The so-called "barrancos" are a rich field for the collector. They are deep, narrow cracks between hills which have been sundered by volcanic disturbance. Erosion has had little or no part in their formation. Many of them are not watered at all, and if followed to their sources are found to end blindly among the hills. In some the winter rains collect and remain as stagnant pools or slow-flowing streams through a part or the whole of the year. Others are beds of perennial brooks fed by springs among the hills, and sometimes, in seasons of heavy rains, the waters rise above their narrow channels and rush in floods to the sea, causing great devastation among the fields and homes of the farmers. Teneriffe, Canary, Palma, and Gomera are supplied with such streams and springs.

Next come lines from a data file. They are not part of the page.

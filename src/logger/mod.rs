//! Logger module
//!
//! Provides logging utilities for the HTTP server including:
//! - Server lifecycle logging
//! - Access logging with multiple formats
//! - Error and warning logging
//! - File-based logging support

mod format;
pub mod writer;

pub use format::AccessLogEntry;

use crate::config::Config;
use std::net::SocketAddr;

/// Minimum severity a message needs to be written
#[derive(Debug, Clone, Copy, PartialEq, Eq, PartialOrd, Ord)]
pub enum LogLevel {
    Error,
    Warn,
    Info,
    Debug,
}

impl LogLevel {
    /// Parse a level name, defaulting to `Info` for unknown values
    pub fn parse(name: &str) -> Self {
        match name.to_ascii_lowercase().as_str() {
            "error" => Self::Error,
            "warn" | "warning" => Self::Warn,
            "debug" | "trace" => Self::Debug,
            _ => Self::Info,
        }
    }
}

impl std::fmt::Display for LogLevel {
    fn fmt(&self, f: &mut std::fmt::Formatter<'_>) -> std::fmt::Result {
        let name = match self {
            Self::Error => "error",
            Self::Warn => "warn",
            Self::Info => "info",
            Self::Debug => "debug",
        };
        f.write_str(name)
    }
}

/// Initialize the logger with configuration
///
/// Should be called once at application startup.
pub fn init(config: &Config) -> std::io::Result<()> {
    writer::init(
        LogLevel::parse(&config.logging.level),
        config.logging.access_log_file.as_deref(),
        config.logging.error_log_file.as_deref(),
    )
}

fn enabled(level: LogLevel) -> bool {
    writer::get().map_or(level <= LogLevel::Info, |w| level <= w.level())
}

/// Write to info/access log
fn write_info(level: LogLevel, message: &str) {
    if !enabled(level) {
        return;
    }
    match writer::get() {
        Some(w) => w.write_info(message),
        None => println!("{message}"),
    }
}

/// Write to error log
fn write_error(level: LogLevel, message: &str) {
    if !enabled(level) {
        return;
    }
    match writer::get() {
        Some(w) => w.write_error(message),
        None => eprintln!("{message}"),
    }
}

/// Startup line naming the port actually bound
pub fn startup_banner(addr: &SocketAddr) -> String {
    format!("Running on http://localhost:{}", addr.port())
}

/// Announce the listening address; always printed regardless of level
pub fn log_server_start(addr: &SocketAddr, config: &Config) {
    let banner = startup_banner(addr);
    match writer::get() {
        Some(w) => w.write_info(&banner),
        None => println!("{banner}"),
    }

    write_info(LogLevel::Debug, &format!("[Server] Bound to {addr}"));
    write_info(LogLevel::Debug, &format!("[Server] Log level: {}", config.logging.level));
    if let Some(workers) = config.server.workers {
        write_info(LogLevel::Debug, &format!("[Server] Worker threads: {workers}"));
    }
    if let Some(ref path) = config.logging.access_log_file {
        write_info(LogLevel::Debug, &format!("[Server] Access log: {path}"));
    }
    if let Some(ref path) = config.logging.error_log_file {
        write_info(LogLevel::Debug, &format!("[Server] Error log: {path}"));
    }
}

pub fn log_route_registered(method: &str, pattern: &str, handler: &str) {
    write_info(LogLevel::Debug, &format!("[Route] {method:<6} {pattern} -> {handler}"));
}

pub fn log_connection_accepted(peer_addr: &SocketAddr) {
    write_info(LogLevel::Debug, &format!("[Connection] Accepted from: {peer_addr}"));
}

pub fn log_connection_error(err: &impl std::fmt::Debug) {
    write_error(LogLevel::Error, &format!("[ERROR] Failed to serve connection: {err:?}"));
}

pub fn log_error(message: &str) {
    write_error(LogLevel::Error, &format!("[ERROR] {message}"));
}

pub fn log_warning(message: &str) {
    write_error(LogLevel::Warn, &format!("[WARN] {message}"));
}

pub fn log_debug(message: &str) {
    write_info(LogLevel::Debug, &format!("[DEBUG] {message}"));
}

/// Log formatted access log entry
pub fn log_access(entry: &AccessLogEntry, format: &str) {
    if !enabled(LogLevel::Info) {
        return;
    }
    let line = entry.format(format);
    match writer::get() {
        Some(w) => w.write_access(&line),
        None => println!("{line}"),
    }
}

pub fn log_shutdown(signal: &str) {
    write_info(LogLevel::Info, &format!("[Shutdown] {signal} received, no longer accepting connections"));
}
//! Inbound request module
//!
//! An owned, immutable snapshot of one HTTP request: method, decoded path,
//! query parameters, headers and the fully read body.

use std::borrow::Cow;
use std::collections::BTreeMap;

use hyper::body::Bytes;
use hyper::http::request::Parts;
use hyper::Method;
use serde_json::{Map, Value};

/// Name → every value seen for it, in arrival order
pub type MultiMap = BTreeMap<String, Vec<String>>;

#[derive(Debug, Clone)]
pub struct InboundRequest {
    pub method: Method,
    /// URL path exactly as sent, used for route matching
    pub raw_path: String,
    /// Percent-decoded URL path
    pub path: String,
    pub query: MultiMap,
    /// Authority of an absolute-form target, otherwise the Host header
    pub host: String,
    /// Headers keyed by canonical name (`User-Agent`); Host is kept in `host`
    pub headers: MultiMap,
    pub body: Bytes,
}

impl InboundRequest {
    pub fn from_parts(parts: &Parts, body: Bytes) -> Self {
        let raw_path = parts.uri.path();
        let path = urlencoding::decode(raw_path)
            .map_or_else(|_| raw_path.to_string(), Cow::into_owned);

        let query = parts.uri.query().map(parse_query).unwrap_or_default();

        let host = parts.uri.authority().map_or_else(
            || {
                parts
                    .headers
                    .get(hyper::header::HOST)
                    .and_then(|v| v.to_str().ok())
                    .unwrap_or_default()
                    .to_string()
            },
            ToString::to_string,
        );

        let mut headers = MultiMap::new();
        for (name, value) in &parts.headers {
            if name == hyper::header::HOST {
                continue;
            }
            headers
                .entry(canonical_header_key(name.as_str()))
                .or_default()
                .push(String::from_utf8_lossy(value.as_bytes()).into_owned());
        }

        Self {
            method: parts.method.clone(),
            raw_path: raw_path.to_string(),
            path,
            query,
            host,
            headers,
            body,
        }
    }

    /// Decode the body as a JSON object
    ///
    /// Only the first JSON value is read; anything after it is ignored. A body
    /// that is empty, malformed or not an object yields an empty map.
    pub fn json_object(&self) -> Map<String, Value> {
        serde_json::Deserializer::from_slice(&self.body)
            .into_iter::<Map<String, Value>>()
            .next()
            .and_then(Result::ok)
            .unwrap_or_default()
    }
}

/// Parse `a=1&a=2&b` into `{a: [1, 2], b: [""]}`
pub fn parse_query(raw: &str) -> MultiMap {
    let mut query = MultiMap::new();
    for (key, value) in url::form_urlencoded::parse(raw.as_bytes()) {
        query
            .entry(key.into_owned())
            .or_default()
            .push(value.into_owned());
    }
    query
}

/// `content-type` → `Content-Type`, `x_odd` → `X_odd`
///
/// Names holding anything outside the HTTP token characters are returned as-is.
pub fn canonical_header_key(name: &str) -> String {
    if !name.bytes().all(is_token_byte) {
        return name.to_string();
    }

    let mut upper = true;
    name.chars()
        .map(|c| {
            let out = if upper {
                c.to_ascii_uppercase()
            } else {
                c.to_ascii_lowercase()
            };
            upper = c == '-';
            out
        })
        .collect()
}

/// `tchar` from RFC 7230 section 3.2.6
const fn is_token_byte(b: u8) -> bool {
    b.is_ascii_alphanumeric()
        || matches!(
            b,
            b'!' | b'#' | b'$' | b'%' | b'&' | b'\'' | b'*' | b'+' | b'-' | b'.' | b'^' | b'_'
                | b'`' | b'|' | b'~'
        )
}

The whole island of Lanzarote has only two insignificant and inaccessible springs; Fuerteventura is slightly better off, while Hierro is entirely dependent upon rain water, which is carefully stored in cisterns.

Valleys, of which there are notable ones—such as that of Oratava, called by Humboldt the finest in the world—are distinguished from barrancos by greater breadth and less precipitous sides, and are not necessarily volcanic in their origin.

The exploration of a barranco is a fruitful occupation. Rare orchids and many ferns spring from between the damp rocks. A shrubby crucifer is occasionally seen on precipitous ledges, and more commonly an equally curious spiny and woolly-leaved composite. The blackberry, which is common in all sorts of localities, here takes on peculiar forms, and leafless suckers thirty feet long swing down the bare cliffs, seeking rooting place.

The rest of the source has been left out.